Isomerism Strategy to Optimize Aggregation and Morphology for Superior Polymer Solar Cells

The effect of isomerism in polymer donors is appealing as a means of optimization of molecular configurations in organic solar cells (OSCs) but has not been well explored. Two isomers, PAB-α and PAB-γ, with different orientations of their fused thiophene rings were designed and synthesized to investigate the influence of isomerism in polymer donors on their photovoltaic conversions. It was shown that two polymers with almost identical structures exhibited significant differences in the power conversion efficiency (PCE) of solar devices.

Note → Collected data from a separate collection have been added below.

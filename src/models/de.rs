//! Lenient field decoders shared by the record types.

use chrono::{DateTime, NaiveDate, NaiveDateTime, Utc};
use serde::{Deserialize, Deserializer};

#[derive(Deserialize)]
#[serde(untagged)]
enum RawId {
    Text(String),
    Int(i64),
    Missing,
}

#[derive(Deserialize)]
#[serde(untagged)]
enum RawAmount {
    Number(f64),
    Text(String),
}

/// An id that may arrive as a string or an integer; `null` becomes `""`.
pub(crate) fn id_string<'de, D: Deserializer<'de>>(deserializer: D) -> Result<String, D::Error> {
    Ok(match RawId::deserialize(deserializer)? {
        RawId::Text(s) => s,
        RawId::Int(n) => n.to_string(),
        RawId::Missing => String::new(),
    })
}

/// A field where an explicit `null` reads the same as a missing key.
pub(crate) fn null_as_default<'de, D, T>(deserializer: D) -> Result<T, D::Error>
where
    D: Deserializer<'de>,
    T: Deserialize<'de> + Default,
{
    Ok(Option::<T>::deserialize(deserializer)?.unwrap_or_default())
}

/// A monetary amount that may be a number, a decimal string, or null.
pub(crate) fn opt_amount<'de, D: Deserializer<'de>>(deserializer: D) -> Result<Option<f64>, D::Error> {
    Ok(Option::<RawAmount>::deserialize(deserializer)?.and_then(|raw| match raw {
        RawAmount::Number(n) => Some(n),
        RawAmount::Text(s) => s.trim().parse().ok(),
    }))
}

/// A monetary amount where absence means zero.
pub(crate) fn amount<'de, D: Deserializer<'de>>(deserializer: D) -> Result<f64, D::Error> {
    Ok(opt_amount(deserializer)?.unwrap_or(0.0))
}

pub(crate) fn opt_timestamp<'de, D: Deserializer<'de>>(
    deserializer: D,
) -> Result<Option<DateTime<Utc>>, D::Error> {
    Ok(Option::<String>::deserialize(deserializer)?.as_deref().and_then(parse_timestamp))
}

pub(crate) fn opt_date<'de, D: Deserializer<'de>>(deserializer: D) -> Result<Option<NaiveDate>, D::Error> {
    Ok(Option::<String>::deserialize(deserializer)?.as_deref().and_then(parse_date))
}

/// Parse a backend timestamp. Offset-less values are taken as UTC and a bare
/// date is midnight UTC.
#[must_use]
pub fn parse_timestamp(raw: &str) -> Option<DateTime<Utc>> {
    let raw = raw.trim();
    if let Ok(dt) = DateTime::parse_from_rfc3339(raw) {
        return Some(dt.with_timezone(&Utc));
    }
    for format in ["%Y-%m-%dT%H:%M:%S%.f", "%Y-%m-%d %H:%M:%S%.f", "%Y-%m-%dT%H:%M"] {
        if let Ok(naive) = NaiveDateTime::parse_from_str(raw, format) {
            return Some(naive.and_utc());
        }
    }
    NaiveDate::parse_from_str(raw, "%Y-%m-%d")
        .ok()
        .and_then(|d| d.and_hms_opt(0, 0, 0))
        .map(|naive| naive.and_utc())
}

/// Parse the date part of a backend date or timestamp.
#[must_use]
pub fn parse_date(raw: &str) -> Option<NaiveDate> {
    let raw = raw.trim();
    NaiveDate::parse_from_str(raw.get(..10)?, "%Y-%m-%d").ok()
}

The PAB-α-based devices achieve an excellent PCE of 15.05%, while the PAB-γ-based devices only obtain an extremely low PCE of 0.04%. Reasons for such a dramatic performance disparity include first, the absorption spectrum of PAB-γ being markedly blue-shifted and failing to match the absorption spectrum of common high-efficiency acceptors, such as Y6, and second, acceptor Y6 has preferable miscibility with PAB-α for a smaller χ value of 0.067 and smaller root-mean-square value of 0.98 nm. What is more, PAB-α has a closer π–π interaction distance compared to its isomer PAB-γ from grazing-incidence wide-angle X-ray scattering (GIWAXS) analysis, and the order-of-magnitude difference between the hole and electron mobilities of two active layers also made the opposing values of their device efficiencies. Therefore, PAB-α has a superior performance in photovoltaic devices, demonstrating that fine tuning of atomic orientation could bring great changes to the properties of the polymer donors. This provides a new train of thought for the material design and evolution of device performance.